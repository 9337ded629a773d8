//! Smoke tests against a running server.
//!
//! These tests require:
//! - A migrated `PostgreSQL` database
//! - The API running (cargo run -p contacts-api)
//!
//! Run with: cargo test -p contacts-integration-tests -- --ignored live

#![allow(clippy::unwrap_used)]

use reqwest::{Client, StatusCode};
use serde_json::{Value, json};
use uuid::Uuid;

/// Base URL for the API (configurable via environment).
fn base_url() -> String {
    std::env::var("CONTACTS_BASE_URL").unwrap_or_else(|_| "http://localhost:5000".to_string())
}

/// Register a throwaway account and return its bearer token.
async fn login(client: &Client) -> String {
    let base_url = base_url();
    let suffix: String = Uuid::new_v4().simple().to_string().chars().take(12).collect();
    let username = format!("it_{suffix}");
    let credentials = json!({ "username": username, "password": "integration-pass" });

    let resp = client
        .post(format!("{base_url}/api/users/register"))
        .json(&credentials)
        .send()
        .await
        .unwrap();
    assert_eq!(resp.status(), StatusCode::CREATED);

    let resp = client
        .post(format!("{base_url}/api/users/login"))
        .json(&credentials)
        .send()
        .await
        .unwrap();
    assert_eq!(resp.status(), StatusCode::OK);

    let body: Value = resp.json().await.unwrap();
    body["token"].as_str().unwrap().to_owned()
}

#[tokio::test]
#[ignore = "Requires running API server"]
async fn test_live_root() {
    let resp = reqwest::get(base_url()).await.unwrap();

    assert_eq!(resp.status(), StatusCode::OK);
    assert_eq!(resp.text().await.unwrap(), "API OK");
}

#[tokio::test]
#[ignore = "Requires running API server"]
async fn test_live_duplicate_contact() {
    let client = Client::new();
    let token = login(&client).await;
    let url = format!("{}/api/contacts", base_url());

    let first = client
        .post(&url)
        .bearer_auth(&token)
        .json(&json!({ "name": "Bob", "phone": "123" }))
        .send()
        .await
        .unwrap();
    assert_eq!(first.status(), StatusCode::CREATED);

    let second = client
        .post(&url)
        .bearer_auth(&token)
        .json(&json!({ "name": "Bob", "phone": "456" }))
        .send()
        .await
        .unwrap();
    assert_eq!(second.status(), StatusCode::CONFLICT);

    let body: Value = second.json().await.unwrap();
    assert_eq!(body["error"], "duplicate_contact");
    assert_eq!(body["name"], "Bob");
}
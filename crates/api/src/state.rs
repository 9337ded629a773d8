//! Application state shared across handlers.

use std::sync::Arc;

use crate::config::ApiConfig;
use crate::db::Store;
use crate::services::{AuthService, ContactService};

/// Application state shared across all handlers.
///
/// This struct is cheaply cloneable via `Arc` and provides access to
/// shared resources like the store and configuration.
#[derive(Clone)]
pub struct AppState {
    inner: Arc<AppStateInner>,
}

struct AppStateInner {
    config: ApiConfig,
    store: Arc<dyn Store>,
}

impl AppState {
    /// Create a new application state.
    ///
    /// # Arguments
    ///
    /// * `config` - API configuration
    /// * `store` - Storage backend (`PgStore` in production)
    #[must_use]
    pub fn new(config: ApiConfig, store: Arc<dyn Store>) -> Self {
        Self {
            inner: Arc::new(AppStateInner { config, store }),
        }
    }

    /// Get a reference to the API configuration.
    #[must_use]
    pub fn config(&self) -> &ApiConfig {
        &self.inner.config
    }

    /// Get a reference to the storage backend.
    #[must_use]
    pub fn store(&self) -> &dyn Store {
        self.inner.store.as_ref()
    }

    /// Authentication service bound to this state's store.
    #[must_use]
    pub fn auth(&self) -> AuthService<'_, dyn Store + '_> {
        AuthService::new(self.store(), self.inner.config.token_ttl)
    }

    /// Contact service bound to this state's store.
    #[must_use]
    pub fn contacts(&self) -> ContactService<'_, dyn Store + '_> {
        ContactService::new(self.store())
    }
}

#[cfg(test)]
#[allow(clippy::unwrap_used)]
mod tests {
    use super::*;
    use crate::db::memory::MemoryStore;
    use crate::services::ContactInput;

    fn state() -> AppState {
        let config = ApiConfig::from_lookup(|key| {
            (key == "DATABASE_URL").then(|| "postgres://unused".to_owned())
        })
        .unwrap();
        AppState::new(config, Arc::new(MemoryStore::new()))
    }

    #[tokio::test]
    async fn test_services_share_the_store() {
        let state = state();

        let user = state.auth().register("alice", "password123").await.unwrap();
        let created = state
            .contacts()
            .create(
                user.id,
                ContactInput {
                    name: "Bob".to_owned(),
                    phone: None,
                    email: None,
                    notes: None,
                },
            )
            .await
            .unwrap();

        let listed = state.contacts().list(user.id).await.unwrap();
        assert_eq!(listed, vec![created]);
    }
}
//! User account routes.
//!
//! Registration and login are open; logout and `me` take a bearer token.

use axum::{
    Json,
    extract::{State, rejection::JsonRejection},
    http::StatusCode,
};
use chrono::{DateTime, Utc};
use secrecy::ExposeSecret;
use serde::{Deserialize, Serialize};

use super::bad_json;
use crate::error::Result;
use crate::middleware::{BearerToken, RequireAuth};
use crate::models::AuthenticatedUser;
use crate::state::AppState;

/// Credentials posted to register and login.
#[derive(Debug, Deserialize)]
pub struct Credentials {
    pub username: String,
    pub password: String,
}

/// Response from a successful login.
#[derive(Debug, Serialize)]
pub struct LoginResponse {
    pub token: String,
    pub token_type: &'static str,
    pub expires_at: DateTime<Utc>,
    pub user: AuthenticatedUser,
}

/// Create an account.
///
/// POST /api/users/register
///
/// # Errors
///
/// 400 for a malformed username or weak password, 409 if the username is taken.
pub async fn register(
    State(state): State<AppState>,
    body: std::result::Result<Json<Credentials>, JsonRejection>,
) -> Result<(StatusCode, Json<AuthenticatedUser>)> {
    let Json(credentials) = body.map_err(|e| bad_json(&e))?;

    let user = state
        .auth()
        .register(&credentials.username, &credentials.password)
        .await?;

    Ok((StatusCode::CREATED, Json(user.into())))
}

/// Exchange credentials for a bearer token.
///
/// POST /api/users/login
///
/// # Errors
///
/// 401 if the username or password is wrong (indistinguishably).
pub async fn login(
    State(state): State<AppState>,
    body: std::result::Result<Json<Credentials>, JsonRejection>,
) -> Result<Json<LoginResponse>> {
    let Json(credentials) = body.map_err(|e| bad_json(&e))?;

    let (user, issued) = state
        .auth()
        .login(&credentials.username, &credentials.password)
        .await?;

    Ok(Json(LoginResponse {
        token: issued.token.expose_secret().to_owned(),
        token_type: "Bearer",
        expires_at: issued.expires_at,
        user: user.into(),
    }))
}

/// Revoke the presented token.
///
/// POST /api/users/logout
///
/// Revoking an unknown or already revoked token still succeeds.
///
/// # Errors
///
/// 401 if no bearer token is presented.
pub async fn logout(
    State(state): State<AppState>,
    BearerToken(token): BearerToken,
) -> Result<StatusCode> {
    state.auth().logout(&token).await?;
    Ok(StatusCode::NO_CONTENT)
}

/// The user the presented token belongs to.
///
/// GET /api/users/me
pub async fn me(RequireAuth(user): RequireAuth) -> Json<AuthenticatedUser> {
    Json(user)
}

=-=-=

▶ [Exercise instructions] Give back every entry exactly, with nothing left out.

▶ [Your response]
repository 9337ded629a773d8
//! Smoke tests against a running server.
//!
//! These tests require:
//! - A migrated `PostgreSQL` database
//! - The API running (cargo run -p contacts-api)
//!
//! Run with: cargo test -p contacts-integration-tests -- --ignored live

#![allow(clippy::unwrap_used)]

use reqwest::{Client, StatusCode};
use serde_json::{Value, json};
use uuid::Uuid;

/// Base URL for the API (configurable via environment).
fn base_url() -> String {
    std::env::var("CONTACTS_BASE_URL").unwrap_or_else(|_| "http://localhost:5000".to_string())
}

/// Register a throwaway account and return its bearer token.
async fn login(client: &Client) -> String {
    let base_url = base_url();
    let suffix: String = Uuid::new_v4().simple().to_string().chars().take(12).collect();
    let username = format!("it_{suffix}");
    let credentials = json!({ "username": username, "password": "integration-pass" });

    let resp = client
        .post(format!("{base_url}/api/users/register"))
        .json(&credentials)
        .send()
        .await
        .unwrap();
    assert_eq!(resp.status(), StatusCode::CREATED);

    let resp = client
        .post(format!("{base_url}/api/users/login"))
        .json(&credentials)
        .send()
        .await
        .unwrap();
    assert_eq!(resp.status(), StatusCode::OK);

    let body: Value = resp.json().await.unwrap();
    body["token"].as_str().unwrap().to_owned()
}

#[tokio::test]
#[ignore = "Requires running API server"]
async fn test_live_root() {
    let resp = reqwest::get(base_url()).await.unwrap();

    assert_eq!(resp.status(), StatusCode::OK);
    assert_eq!(resp.text().await.unwrap(), "API OK");
}

#[tokio::test]
#[ignore = "Requires running API server"]
async fn test_live_duplicate_contact() {
    let client = Client::new();
    let token = login(&client).await;
    let url = format!("{}/api/contacts", base_url());

    let first = client
        .post(&url)
        .bearer_auth(&token)
        .json(&json!({ "name": "Bob", "phone": "123" }))
        .send()
        .await
        .unwrap();
    assert_eq!(first.status(), StatusCode::CREATED);

    let second = client
        .post(&url)
        .bearer_auth(&token)
        .json(&json!({ "name": "Bob", "phone": "456" }))
        .send()
        .await
        .unwrap();
    assert_eq!(second.status(), StatusCode::CONFLICT);

    let body: Value = second.json().await.unwrap();
    assert_eq!(body["error"], "duplicate_contact");
    assert_eq!(body["name"], "Bob");
}
filename crates/api/src/state.rs
repository 9337ded629a773d8
//! Application state shared across handlers.

use std::sync::Arc;

use crate::config::ApiConfig;
use crate::db::Store;
use crate::services::{AuthService, ContactService};

/// Application state shared across all handlers.
///
/// This struct is cheaply cloneable via `Arc` and provides access to
/// shared resources like the store and configuration.
#[derive(Clone)]
pub struct AppState {
    inner: Arc<AppStateInner>,
}

struct AppStateInner {
    config: ApiConfig,
    store: Arc<dyn Store>,
}

impl AppState {
    /// Create a new application state.
    ///
    /// # Arguments
    ///
    /// * `config` - API configuration
    /// * `store` - Storage backend (`PgStore` in production)
    #[must_use]
    pub fn new(config: ApiConfig, store: Arc<dyn Store>) -> Self {
        Self {
            inner: Arc::new(AppStateInner { config, store }),
        }
    }

    /// Get a reference to the API configuration.
    #[must_use]
    pub fn config(&self) -> &ApiConfig {
        &self.inner.config
    }

    /// Get a reference to the storage backend.
    #[must_use]
    pub fn store(&self) -> &dyn Store {
        self.inner.store.as_ref()
    }

    /// Authentication service bound to this state's store.
    #[must_use]
    pub fn auth(&self) -> AuthService<'_, dyn Store + '_> {
        AuthService::new(self.store(), self.inner.config.token_ttl)
    }

    /// Contact service bound to this state's store.
    #[must_use]
    pub fn contacts(&self) -> ContactService<'_, dyn Store + '_> {
        ContactService::new(self.store())
    }
}

#[cfg(test)]
#[allow(clippy::unwrap_used)]
mod tests {
    use super::*;
    use crate::db::memory::MemoryStore;
    use crate::services::ContactInput;

    fn state() -> AppState {
        let config = ApiConfig::from_lookup(|key| {
            (key == "DATABASE_URL").then(|| "postgres://unused".to_owned())
        })
        .unwrap();
        AppState::new(config, Arc::new(MemoryStore::new()))
    }

    #[tokio::test]
    async fn test_services_share_the_store() {
        let state = state();

        let user = state.auth().register("alice", "password123").await.unwrap();
        let created = state
            .contacts()
            .create(
                user.id,
                ContactInput {
                    name: "Bob".to_owned(),
                    phone: None,
                    email: None,
                    notes: None,
                },
            )
            .await
            .unwrap();

        let listed = state.contacts().list(user.id).await.unwrap();
        assert_eq!(listed, vec![created]);
    }
}
//! User account routes.
//!
//! Registration and login are open; logout and `me` take a bearer token.

use axum::{
    Json,
    extract::{State, rejection::JsonRejection},
    http::StatusCode,
};
use chrono::{DateTime, Utc};
use secrecy::ExposeSecret;
use serde::{Deserialize, Serialize};

use super::bad_json;
use crate::error::Result;
use crate::middleware::{BearerToken, RequireAuth};
use crate::models::AuthenticatedUser;
use crate::state::AppState;

/// Credentials posted to register and login.
#[derive(Debug, Deserialize)]
pub struct Credentials {
    pub username: String,
    pub password: String,
}

/// Response from a successful login.
#[derive(Debug, Serialize)]
pub struct LoginResponse {
    pub token: String,
    pub token_type: &'static str,
    pub expires_at: DateTime<Utc>,
    pub user: AuthenticatedUser,
}

/// Create an account.
///
/// POST /api/users/register
///
/// # Errors
///
/// 400 for a malformed username or weak password, 409 if the username is taken.
pub async fn register(
    State(state): State<AppState>,
    body: std::result::Result<Json<Credentials>, JsonRejection>,
) -> Result<(StatusCode, Json<AuthenticatedUser>)> {
    let Json(credentials) = body.map_err(|e| bad_json(&e))?;

    let user = state
        .auth()
        .register(&credentials.username, &credentials.password)
        .await?;

    Ok((StatusCode::CREATED, Json(user.into())))
}

/// Exchange credentials for a bearer token.
///
/// POST /api/users/login
///
/// # Errors
///
/// 401 if the username or password is wrong (indistinguishably).
pub async fn login(
    State(state): State<AppState>,
    body: std::result::Result<Json<Credentials>, JsonRejection>,
) -> Result<Json<LoginResponse>> {
    let Json(credentials) = body.map_err(|e| bad_json(&e))?;

    let (user, issued) = state
        .auth()
        .login(&credentials.username, &credentials.password)
        .await?;

    Ok(Json(LoginResponse {
        token: issued.token.expose_secret().to_owned(),
        token_type: "Bearer",
        expires_at: issued.expires_at,
        user: user.into(),
    }))
}

/// Revoke the presented token.
///
/// POST /api/users/logout
///
/// Revoking an unknown or already revoked token still succeeds.
///
/// # Errors
///
/// 401 if no bearer token is presented.
pub async fn logout(
    State(state): State<AppState>,
    BearerToken(token): BearerToken,
) -> Result<StatusCode> {
    state.auth().logout(&token).await?;
    Ok(StatusCode::NO_CONTENT)
}

/// The user the presented token belongs to.
///
/// GET /api/users/me
pub async fn me(RequireAuth(user): RequireAuth) -> Json<AuthenticatedUser> {
    Json(user)
}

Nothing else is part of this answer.